WORK REQUIRED
Write out, word for word, only the data from its first line to the line containing "a different field.".

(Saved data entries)
----------------------------------------

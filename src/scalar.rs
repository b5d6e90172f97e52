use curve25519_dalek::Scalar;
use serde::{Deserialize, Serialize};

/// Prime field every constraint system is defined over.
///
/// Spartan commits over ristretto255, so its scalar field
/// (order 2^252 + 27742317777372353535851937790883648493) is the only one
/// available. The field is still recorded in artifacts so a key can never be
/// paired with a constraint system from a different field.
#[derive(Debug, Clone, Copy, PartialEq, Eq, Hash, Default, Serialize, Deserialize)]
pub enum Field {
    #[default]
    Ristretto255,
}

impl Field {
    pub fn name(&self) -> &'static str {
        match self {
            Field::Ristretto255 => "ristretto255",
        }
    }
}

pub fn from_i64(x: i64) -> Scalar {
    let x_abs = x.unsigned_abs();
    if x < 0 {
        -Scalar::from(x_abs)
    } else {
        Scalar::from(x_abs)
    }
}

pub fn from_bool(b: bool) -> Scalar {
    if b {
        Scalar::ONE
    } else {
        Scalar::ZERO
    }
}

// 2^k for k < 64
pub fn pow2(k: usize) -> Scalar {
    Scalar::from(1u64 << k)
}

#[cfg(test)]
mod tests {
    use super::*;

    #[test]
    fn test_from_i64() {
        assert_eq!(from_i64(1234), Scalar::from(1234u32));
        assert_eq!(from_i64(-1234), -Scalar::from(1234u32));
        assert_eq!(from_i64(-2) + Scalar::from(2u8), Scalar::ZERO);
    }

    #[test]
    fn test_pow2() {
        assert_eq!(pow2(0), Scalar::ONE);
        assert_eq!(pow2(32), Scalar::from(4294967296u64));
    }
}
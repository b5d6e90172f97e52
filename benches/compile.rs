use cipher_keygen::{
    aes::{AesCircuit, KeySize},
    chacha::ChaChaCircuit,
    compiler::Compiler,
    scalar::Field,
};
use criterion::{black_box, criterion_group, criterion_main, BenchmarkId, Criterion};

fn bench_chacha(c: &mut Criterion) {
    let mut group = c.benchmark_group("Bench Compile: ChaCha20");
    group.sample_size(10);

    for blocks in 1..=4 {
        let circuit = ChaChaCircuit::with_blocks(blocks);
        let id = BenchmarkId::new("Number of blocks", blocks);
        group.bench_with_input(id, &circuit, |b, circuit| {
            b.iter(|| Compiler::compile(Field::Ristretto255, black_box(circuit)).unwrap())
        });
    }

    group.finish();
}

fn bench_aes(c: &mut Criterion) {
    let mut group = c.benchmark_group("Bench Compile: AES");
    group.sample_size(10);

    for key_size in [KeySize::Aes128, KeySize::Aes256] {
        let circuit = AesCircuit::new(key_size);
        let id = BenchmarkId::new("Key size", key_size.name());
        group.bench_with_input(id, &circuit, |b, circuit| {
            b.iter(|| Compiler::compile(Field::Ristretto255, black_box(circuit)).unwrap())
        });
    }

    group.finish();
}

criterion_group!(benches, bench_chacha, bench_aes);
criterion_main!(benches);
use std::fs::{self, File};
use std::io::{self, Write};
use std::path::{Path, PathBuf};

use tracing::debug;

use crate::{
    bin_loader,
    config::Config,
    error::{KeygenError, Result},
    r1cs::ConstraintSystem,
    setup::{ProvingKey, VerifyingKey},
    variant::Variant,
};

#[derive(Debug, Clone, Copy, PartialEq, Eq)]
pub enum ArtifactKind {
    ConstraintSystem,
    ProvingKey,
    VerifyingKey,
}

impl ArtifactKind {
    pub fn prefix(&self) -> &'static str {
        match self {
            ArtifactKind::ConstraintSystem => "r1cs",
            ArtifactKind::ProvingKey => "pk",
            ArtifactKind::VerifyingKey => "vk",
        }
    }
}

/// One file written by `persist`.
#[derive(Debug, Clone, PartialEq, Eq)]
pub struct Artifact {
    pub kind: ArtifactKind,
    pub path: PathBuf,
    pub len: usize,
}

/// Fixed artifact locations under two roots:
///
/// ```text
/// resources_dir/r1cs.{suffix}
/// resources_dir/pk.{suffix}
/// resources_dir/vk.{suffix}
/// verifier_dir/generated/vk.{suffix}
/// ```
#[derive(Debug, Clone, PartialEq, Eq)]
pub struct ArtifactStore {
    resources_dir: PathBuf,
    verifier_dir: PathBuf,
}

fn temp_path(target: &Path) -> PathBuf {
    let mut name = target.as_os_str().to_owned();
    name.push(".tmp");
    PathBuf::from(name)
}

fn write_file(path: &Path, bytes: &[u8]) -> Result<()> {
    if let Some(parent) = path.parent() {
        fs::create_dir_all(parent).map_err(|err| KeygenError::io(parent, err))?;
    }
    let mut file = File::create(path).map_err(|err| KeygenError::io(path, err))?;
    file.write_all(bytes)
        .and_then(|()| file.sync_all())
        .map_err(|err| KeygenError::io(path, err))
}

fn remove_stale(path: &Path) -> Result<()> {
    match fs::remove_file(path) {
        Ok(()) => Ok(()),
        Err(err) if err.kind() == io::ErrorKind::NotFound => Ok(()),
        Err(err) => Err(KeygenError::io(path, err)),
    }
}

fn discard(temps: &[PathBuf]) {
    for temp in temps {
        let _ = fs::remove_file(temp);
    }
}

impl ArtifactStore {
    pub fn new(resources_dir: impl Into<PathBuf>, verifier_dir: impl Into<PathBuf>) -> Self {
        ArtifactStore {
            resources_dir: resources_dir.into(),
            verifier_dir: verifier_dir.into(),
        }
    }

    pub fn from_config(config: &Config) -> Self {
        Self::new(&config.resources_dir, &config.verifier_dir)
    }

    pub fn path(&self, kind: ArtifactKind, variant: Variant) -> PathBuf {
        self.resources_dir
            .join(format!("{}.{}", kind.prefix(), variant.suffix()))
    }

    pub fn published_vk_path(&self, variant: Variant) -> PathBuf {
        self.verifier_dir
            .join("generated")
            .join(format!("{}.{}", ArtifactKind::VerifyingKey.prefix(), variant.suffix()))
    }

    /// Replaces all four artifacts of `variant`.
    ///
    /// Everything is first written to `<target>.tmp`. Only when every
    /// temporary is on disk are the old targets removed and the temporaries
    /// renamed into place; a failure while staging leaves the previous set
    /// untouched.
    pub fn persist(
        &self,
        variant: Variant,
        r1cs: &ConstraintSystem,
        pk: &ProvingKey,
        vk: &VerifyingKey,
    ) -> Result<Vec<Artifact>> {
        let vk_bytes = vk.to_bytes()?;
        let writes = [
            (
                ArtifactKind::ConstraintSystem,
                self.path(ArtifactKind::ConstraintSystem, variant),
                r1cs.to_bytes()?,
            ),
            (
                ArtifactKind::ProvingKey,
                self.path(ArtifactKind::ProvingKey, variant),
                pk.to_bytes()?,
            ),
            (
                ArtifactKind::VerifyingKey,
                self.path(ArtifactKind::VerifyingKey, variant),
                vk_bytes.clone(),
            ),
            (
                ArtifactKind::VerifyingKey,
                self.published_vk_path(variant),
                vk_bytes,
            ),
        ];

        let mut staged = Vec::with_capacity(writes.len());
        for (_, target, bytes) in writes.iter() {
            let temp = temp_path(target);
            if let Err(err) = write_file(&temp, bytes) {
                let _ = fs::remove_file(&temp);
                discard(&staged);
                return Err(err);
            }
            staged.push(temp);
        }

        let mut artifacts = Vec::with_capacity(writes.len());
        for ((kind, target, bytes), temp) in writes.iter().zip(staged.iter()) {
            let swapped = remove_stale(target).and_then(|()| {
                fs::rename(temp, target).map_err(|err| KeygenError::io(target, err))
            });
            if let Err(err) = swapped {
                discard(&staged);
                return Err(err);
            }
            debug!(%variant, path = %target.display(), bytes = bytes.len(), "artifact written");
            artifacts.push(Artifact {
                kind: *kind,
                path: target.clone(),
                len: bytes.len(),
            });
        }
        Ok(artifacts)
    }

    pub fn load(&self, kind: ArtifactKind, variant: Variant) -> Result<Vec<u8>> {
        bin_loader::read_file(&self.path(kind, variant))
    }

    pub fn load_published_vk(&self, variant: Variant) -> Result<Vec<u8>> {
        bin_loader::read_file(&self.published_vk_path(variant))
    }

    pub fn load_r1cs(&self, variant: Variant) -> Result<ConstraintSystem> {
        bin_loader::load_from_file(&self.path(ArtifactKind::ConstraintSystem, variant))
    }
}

----------------------------------------

FINAL ANSWER
filename src/scalar.rs
repository b5d6e90172f97e52
use curve25519_dalek::Scalar;
use serde::{Deserialize, Serialize};

/// Prime field every constraint system is defined over.
///
/// Spartan commits over ristretto255, so its scalar field
/// (order 2^252 + 27742317777372353535851937790883648493) is the only one
/// available. The field is still recorded in artifacts so a key can never be
/// paired with a constraint system from a different field.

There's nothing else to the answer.